Because I absolutely haaaaaaaate typos and sloppiness. I get a sense from what I read on the net that some indy authors – eager to make their, uh, fortunes – rush to print having missed obvious errors or, worse, don’t seem to care about them. I don’t think either is acceptable from the perspective of you expecting people to separate themselves from their hard-earned money to buy your book. By making your book the absolutely cleaniest you can (I’ve seen major publishing house books with typos too and don’t think that’s acceptable either), I believe you show readers the respect that is their due in their choosing to buy your work ahead of others. It is standard good “customer experience” stuff that applies to any business.

Free Stock Photo: Close-up of the word business in the dictionary.
Free Stock Photo: Close-up of the word business in the dictionary.

In terms of craft, the tale is written as it is for reasons of my own. It’s personal. It’s mine. It’s like a painting or poetry (for me). I’ve often agonized for hours over the style and flow of a few paragraphs.

Indeed how it “sounds” not just in one’s head is important to me too. I tend to proof read, at times, out loud. (Naturally, that is helped immeasurably when I am alone in the house. And, no, you don’t want to hear my English-French or English-Russian accents! 😉 ) Doing an impersonation of an “audio book” I find greatly assists in tightening the story flow and reading experience.

Overall, what might appear to be a “typo” in a conversation is almost certainly not. I write conversation in the manner of “real chatter,” so it is often ungrammatical in the manner in which we all sometimes speak.
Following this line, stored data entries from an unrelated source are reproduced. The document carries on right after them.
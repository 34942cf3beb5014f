/*
    Nyx, blazing fast astrodynamics
    Copyright (C) 2018-onwards Christopher Rabotin <christopher.rabotin@gmail.com>

    This program is free software: you can redistribute it and/or modify
    it under the terms of the GNU Affero General Public License as published
    by the Free Software Foundation, either version 3 of the License, or
    (at your option) any later version.

    This program is distributed in the hope that it will be useful,
    but WITHOUT ANY WARRANTY; without even the implied warranty of
    MERCHANTABILITY or FITNESS FOR A PARTICULAR PURPOSE.  See the
    GNU Affero General Public License for more details.

    You should have received a copy of the GNU Affero General Public License
    along with this program.  If not, see <https://www.gnu.org/licenses/>.
*/

use crate::time::Epoch;
use serde::de::DeserializeOwned;
use serde::{Deserialize, Deserializer};
use serde::{Serialize, Serializer};
use snafu::prelude::*;
use std::collections::BTreeMap;
use std::fmt::Debug;
use std::fs::File;
use std::io::BufReader;
use std::path::Path;
use std::str::FromStr;

#[derive(Debug, Snafu)]
#[snafu(visibility(pub(crate)))]
pub enum ConfigError {
    #[snafu(display("failed to read configuration file: {source}"))]
    ReadError { source: std::io::Error },
    #[snafu(display("failed to parse YAML configuration file: {source}"))]
    ParseError { source: serde_yaml::Error },
}

impl PartialEq for ConfigError {
    /// No two configuration errors match
    fn eq(&self, _other: &Self) -> bool {
        false
    }
}

pub trait ConfigRepr: Debug + Sized + Serialize + DeserializeOwned {
    /// Builds the configuration representation from the path to a yaml
    fn load<P>(path: P) -> Result<Self, ConfigError>
    where
        P: AsRef<Path>,
    {
        let file = File::open(path).context(ReadSnafu)?;
        let reader = BufReader::new(file);

        serde_yaml::from_reader(reader).context(ParseSnafu)
    }

    /// Builds a sequence of "Selves" from the provided path to a yaml
    fn load_many<P>(path: P) -> Result<Vec<Self>, ConfigError>
    where
        P: AsRef<Path>,
    {
        let file = File::open(path).context(ReadSnafu)?;
        let reader = BufReader::new(file);

        serde_yaml::from_reader(reader).context(ParseSnafu)
    }

    /// Builds a map of names to "selves" from the provided path to a yaml
    fn load_named<P>(path: P) -> Result<BTreeMap<String, Self>, ConfigError>
    where
        P: AsRef<Path>,
    {
        let file = File::open(path).context(ReadSnafu)?;
        let reader = BufReader::new(file);

        serde_yaml::from_reader(reader).context(ParseSnafu)
    }

    /// Builds a sequence of "Selves" from the provided string of a yaml
    fn loads_many(data: &str) -> Result<Vec<Self>, ConfigError> {
        debug!("Loading YAML:\n{data}");
        serde_yaml::from_str(data).context(ParseSnafu)
    }
}

pub(crate) fn epoch_to_str<S>(epoch: &Epoch, serializer: S) -> Result<S::Ok, S::Error>
where
    S: Serializer,
{
    serializer.serialize_str(&format!("{epoch}"))
}

/// A deserializer from Epoch string
pub(crate) fn epoch_from_str<'de, D>(deserializer: D) -> Result<Epoch, D::Error>
where
    D: Deserializer<'de>,
{
    let s = String::deserialize(deserializer)?;
    Epoch::from_str(&s).map_err(serde::de::Error::custom)
}
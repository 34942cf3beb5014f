/*
    Nyx, blazing fast astrodynamics
    Copyright (C) 2018-onwards Christopher Rabotin <christopher.rabotin@gmail.com>

    This program is free software: you can redistribute it and/or modify
    it under the terms of the GNU Affero General Public License as published
    by the Free Software Foundation, either version 3 of the License, or
    (at your option) any later version.

    This program is distributed in the hope that it will be useful,
    but WITHOUT ANY WARRANTY; without even the implied warranty of
    MERCHANTABILITY or FITNESS FOR A PARTICULAR PURPOSE.  See the
    GNU Affero General Public License for more details.

    You should have received a copy of the GNU Affero General Public License
    along with this program.  If not, see <https://www.gnu.org/licenses/>.
*/

/*! Orbit determination measurement layer: observers, clocks, estimable parameters, the light time
solver, and the theoretical measurement models. */

/// Quadratic clock models of stations and satellites
pub mod clock;

/// Ground stations on the surface of a rotating body
pub mod ground_station;
pub use ground_station::GroundStation;

/// Provides all of the supported measurement models
pub mod msr;

/// Anything which may emit or receive a signal
pub mod observer;

/// Parameter drivers and the layout of the partial derivatives
pub mod params;

/// Light time computations and the geometry of a signal
pub mod signal;

pub use clock::{ClockOffset, QuadraticClockModel};
pub use observer::{ObservableSatellite, Observer, ObserverProvider};

#[allow(unused_imports)]
pub mod prelude {
    pub use super::ground_station::builtin::*;
    pub use super::msr::*;
    pub use super::params::*;
    pub use super::signal::*;
    pub use super::*;

    pub use crate::cosmic::{SpacecraftState, EARTH_J2000, IAU_EARTH_FRAME};
    pub use crate::time::{Duration, Epoch, TimeUnits, Unit};
}
/*
    Nyx, blazing fast astrodynamics
    Copyright (C) 2018-onwards Christopher Rabotin <christopher.rabotin@gmail.com>

    This program is free software: you can redistribute it and/or modify
    it under the terms of the GNU Affero General Public License as published
    by the Free Software Foundation, either version 3 of the License, or
    (at your option) any later version.

    This program is distributed in the hope that it will be useful,
    but WITHOUT ANY WARRANTY; without even the implied warranty of
    MERCHANTABILITY or FITNESS FOR A PARTICULAR PURPOSE.  See the
    GNU Affero General Public License for more details.

    You should have received a copy of the GNU Affero General Public License
    along with this program.  If not, see <https://www.gnu.org/licenses/>.
*/

use super::clock::{ClockOffset, QuadraticClockModel};
use super::params::{ParameterDriver, ParameterIndices};
use crate::ad::{Derivation, Instant, Real};
use crate::cosmic::{Frame, PvCoordinates, PvProvider, SpacecraftState};
use crate::errors::{FrameMismatchSnafu, MeasurementError};
use crate::time::Epoch;
use serde_derive::{Deserialize, Serialize};
use snafu::ensure;

/// Anything which emits or receives a signal: a ground station or a satellite.
///
/// An observer has a clock and a position. Its position may depend on the spacecraft states being
/// estimated (for a satellite) or only on its own parameter drivers (for a ground station).
pub trait Observer: Send + Sync {
    fn name(&self) -> String;

    fn clock(&self) -> &QuadraticClockModel;

    /// All of the drivers of this observer, clock included, selected or not.
    fn parameter_drivers(&self) -> Vec<&ParameterDriver>;

    /// Position and velocity of this observer in `frame` at the provided instant.
    fn pv_at<T: Real, D: Derivation<T>>(
        &self,
        instant: &Instant<T>,
        frame: Frame,
        states: &[SpacecraftState],
        d: &D,
    ) -> Result<PvCoordinates<T>, MeasurementError>;

    fn clock_offset_at<T: Real, D: Derivation<T>>(
        &self,
        instant: &Instant<T>,
        d: &D,
    ) -> ClockOffset<T> {
        self.clock().offset_at(instant, d)
    }
}

/// A satellite involved in a measurement: its index in the list of states and its clock.
#[derive(Clone, Debug, PartialEq, Serialize, Deserialize)]
pub struct ObservableSatellite {
    pub index: usize,
    pub clock: QuadraticClockModel,
}

impl ObservableSatellite {
    /// The satellite at the provided index, with a perfect clock referenced to J2000.
    pub fn new(index: usize) -> Self {
        Self {
            index,
            clock: QuadraticClockModel::for_satellite(
                index,
                Epoch::from_gregorian_utc_at_noon(2000, 1, 1),
            ),
        }
    }

    pub fn with_clock(mut self, clock: QuadraticClockModel) -> Self {
        self.clock = clock;
        self
    }

    /// Returns the state of this satellite in the provided list.
    pub fn state<'a>(
        &self,
        states: &'a [SpacecraftState],
    ) -> Result<&'a SpacecraftState, MeasurementError> {
        states.get(self.index).ok_or(MeasurementError::MissingState {
            index: self.index,
            count: states.len(),
        })
    }
}

impl Observer for ObservableSatellite {
    fn name(&self) -> String {
        format!("satellite-{}", self.index)
    }

    fn clock(&self) -> &QuadraticClockModel {
        &self.clock
    }

    fn parameter_drivers(&self) -> Vec<&ParameterDriver> {
        self.clock.drivers().to_vec()
    }

    fn pv_at<T: Real, D: Derivation<T>>(
        &self,
        instant: &Instant<T>,
        frame: Frame,
        states: &[SpacecraftState],
        d: &D,
    ) -> Result<PvCoordinates<T>, MeasurementError> {
        let state = self.state(states)?;
        ensure!(
            state.frame == frame,
            FrameMismatchSnafu {
                action: "locating a satellite",
                expected: state.frame,
                got: frame,
            }
        );
        let pv = PvCoordinates::from_state(state, ParameterIndices::state_offset(self.index), d);
        Ok(pv.shifted_by(&instant.seconds_since(state.epoch)))
    }
}

/// Exposes an observer as a position provider for the light time computations.
pub struct ObserverProvider<'a, O: Observer, D> {
    pub observer: &'a O,
    pub states: &'a [SpacecraftState],
    pub d: &'a D,
}

impl<'a, O: Observer, D> ObserverProvider<'a, O, D> {
    pub fn new(observer: &'a O, states: &'a [SpacecraftState], d: &'a D) -> Self {
        Self { observer, states, d }
    }
}

impl<T: Real, O: Observer, D: Derivation<T>> PvProvider<T> for ObserverProvider<'_, O, D> {
    fn pv_at(
        &self,
        instant: &Instant<T>,
        frame: Frame,
    ) -> Result<PvCoordinates<T>, MeasurementError> {
        self.observer.pv_at(instant, frame, self.states, self.d)
    }
}
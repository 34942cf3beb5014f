/*
    Nyx, blazing fast astrodynamics
    Copyright (C) 2018-onwards Christopher Rabotin <christopher.rabotin@gmail.com>

    This program is free software: you can redistribute it and/or modify
    it under the terms of the GNU Affero General Public License as published
    by the Free Software Foundation, either version 3 of the License, or
    (at your option) any later version.

    This program is distributed in the hope that it will be useful,
    but WITHOUT ANY WARRANTY; without even the implied warranty of
    MERCHANTABILITY or FITNESS FOR A PARTICULAR PURPOSE.  See the
    GNU Affero General Public License for more details.

    You should have received a copy of the GNU Affero General Public License
    along with this program.  If not, see <https://www.gnu.org/licenses/>.
*/

use super::{Measurement, MeasurementType, ObservedMeasurement, Theoretical, TheoreticalEvaluation};
use crate::ad::linalg::{dot, norm, sub};
use crate::ad::{Derivation, Real};
use crate::cosmic::SpacecraftState;
use crate::errors::{FrameMismatchSnafu, MeasurementError};
use crate::od::ground_station::GroundStation;
use crate::od::observer::{ObservableSatellite, Observer};
use crate::od::params::ParameterDriver;
use crate::od::signal::{observer_receiver, TravelTimeSolver};
use crate::time::Epoch;
use crate::utils::normalize_angle;
use serde_derive::{Deserialize, Serialize};
use snafu::ensure;

/// Wraps `angle` within π of `center`, keeping its partials.
pub(crate) fn wrapped_around<T: Real>(angle: T, center: f64) -> T {
    let value = angle.real();
    angle + (normalize_angle(value, center) - value)
}

/// Azimuth and elevation of a satellite as seen from a ground station, in radians.
///
/// The azimuth is counted clockwise from the local north towards the east and is wrapped around
/// the observed azimuth.
#[derive(Clone, Debug, PartialEq)]
pub struct AngularAzEl {
    pub observed: ObservedMeasurement,
    pub station: GroundStation,
    pub solver: TravelTimeSolver,
}

impl AngularAzEl {
    pub fn new(
        station: GroundStation,
        epoch: Epoch,
        azimuth_rad: f64,
        elevation_rad: f64,
        sigma_rad: [f64; 2],
        base_weight: [f64; 2],
        satellite: ObservableSatellite,
    ) -> Result<Self, MeasurementError> {
        Ok(Self {
            observed: ObservedMeasurement::new(
                epoch,
                vec![azimuth_rad, elevation_rad],
                sigma_rad.to_vec(),
                base_weight.to_vec(),
                vec![satellite],
            )?,
            station,
            solver: TravelTimeSolver::default(),
        })
    }

    pub fn with_solver(mut self, solver: TravelTimeSolver) -> Self {
        self.solver = solver;
        self
    }
}

impl Measurement for AngularAzEl {
    fn observed(&self) -> &ObservedMeasurement {
        &self.observed
    }

    fn measurement_type(&self) -> MeasurementType {
        MeasurementType::AzEl
    }

    fn parameter_drivers(&self) -> Vec<&ParameterDriver> {
        let mut drivers = self.station.parameter_drivers();
        drivers.extend(self.observed.satellite_drivers());
        drivers
    }
}

impl TheoreticalEvaluation for AngularAzEl {
    fn theoretical<T: Real, D: Derivation<T>>(
        &self,
        states: &[SpacecraftState],
        d: &D,
    ) -> Result<Theoretical<T>, MeasurementError> {
        let common = observer_receiver(
            &self.solver,
            &self.station,
            &self.observed.satellites[0],
            self.observed.epoch,
            false,
            states,
            d,
        )?;

        let [east, north, zenith] =
            self.station
                .topocentric_axes_in(&common.arrival, common.state.frame, d)?;
        let los = sub(&common.emitter_pv.position, &common.receiver_pv.position);

        let azimuth = wrapped_around(
            dot(&los, &east).atan2(dot(&los, &north)),
            self.observed.observed[0],
        );
        let elevation = (dot(&los, &zenith) / norm(&los)).asin();

        Ok(Theoretical {
            values: vec![azimuth, elevation],
            transit_states: vec![common.transit_state.clone()],
            participants: vec![common.emitter(), common.receiver()],
        })
    }
}

/// Frame in which the right ascension and declination are expressed.
#[derive(Copy, Clone, Debug, Default, Serialize, Deserialize, PartialEq, Eq)]
pub enum RaDecReference {
    /// The frame of the spacecraft states
    #[default]
    StateFrame,
    /// The body-fixed frame of the observing station
    BodyFixed,
}

/// Right ascension and declination of a satellite as seen from a ground station, in radians.
#[derive(Clone, Debug, PartialEq)]
pub struct AngularRaDec {
    pub observed: ObservedMeasurement,
    pub station: GroundStation,
    pub reference: RaDecReference,
    pub solver: TravelTimeSolver,
}

impl AngularRaDec {
    pub fn new(
        station: GroundStation,
        reference: RaDecReference,
        epoch: Epoch,
        right_ascension_rad: f64,
        declination_rad: f64,
        sigma_rad: [f64; 2],
        base_weight: [f64; 2],
        satellite: ObservableSatellite,
    ) -> Result<Self, MeasurementError> {
        Ok(Self {
            observed: ObservedMeasurement::new(
                epoch,
                vec![right_ascension_rad, declination_rad],
                sigma_rad.to_vec(),
                base_weight.to_vec(),
                vec![satellite],
            )?,
            station,
            reference,
            solver: TravelTimeSolver::default(),
        })
    }

    pub fn with_solver(mut self, solver: TravelTimeSolver) -> Self {
        self.solver = solver;
        self
    }
}

impl Measurement for AngularRaDec {
    fn observed(&self) -> &ObservedMeasurement {
        &self.observed
    }

    fn measurement_type(&self) -> MeasurementType {
        MeasurementType::RaDec
    }

    fn parameter_drivers(&self) -> Vec<&ParameterDriver> {
        let mut drivers = self.station.parameter_drivers();
        drivers.extend(self.observed.satellite_drivers());
        drivers
    }
}

impl TheoreticalEvaluation for AngularRaDec {
    fn theoretical<T: Real, D: Derivation<T>>(
        &self,
        states: &[SpacecraftState],
        d: &D,
    ) -> Result<Theoretical<T>, MeasurementError> {
        let common = observer_receiver(
            &self.solver,
            &self.station,
            &self.observed.satellites[0],
            self.observed.epoch,
            false,
            states,
            d,
        )?;
        let frame = common.state.frame;
        let los = sub(&common.emitter_pv.position, &common.receiver_pv.position);

        let los = match self.reference {
            RaDecReference::StateFrame => los,
            RaDecReference::BodyFixed if frame == self.station.rotation.body_fixed => los,
            RaDecReference::BodyFixed => {
                ensure!(
                    frame == self.station.rotation.inertial,
                    FrameMismatchSnafu {
                        action: "expressing a line of sight in the body-fixed frame",
                        expected: self.station.rotation.inertial,
                        got: frame,
                    }
                );
                let offsets = self.station.orientation_offsets(&common.arrival, d);
                self.station
                    .rotation
                    .direction_to_body_fixed(&common.arrival, &los, &offsets)
            }
        };

        let right_ascension = wrapped_around(
            los[1].clone().atan2(los[0].clone()),
            self.observed.observed[0],
        );
        let declination = (los[2].clone() / norm(&los)).asin();

        Ok(Theoretical {
            values: vec![right_ascension, declination],
            transit_states: vec![common.transit_state.clone()],
            participants: vec![common.emitter(), common.receiver()],
        })
    }
}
I also write non-native English speakers’ accents in English….carefully. I am fully aware it can be dangerous to venture into that realm in case one accidentally drifts into caricature, but I believe it is vital for my story and characters. (I’m told I succeeded in that with Passports, so now feel more confident in continuing that style.) It’s always a case of knowing where to draw the line. (I’ve reached the point now that my characters are so familiar to me that I know whose English is better than whose!) So an awkward delivery by a non-native English speaker is presented that way deliberately.

Yesterday, I was able to finalize about 150 pages out of the nearly 390 of the full story. Not bad that. The day whizzed by.

Although it may not be possible, I would love to get Frontiers published on November 9. On that exact day. It would have been our friend Kam’s 46th birthday.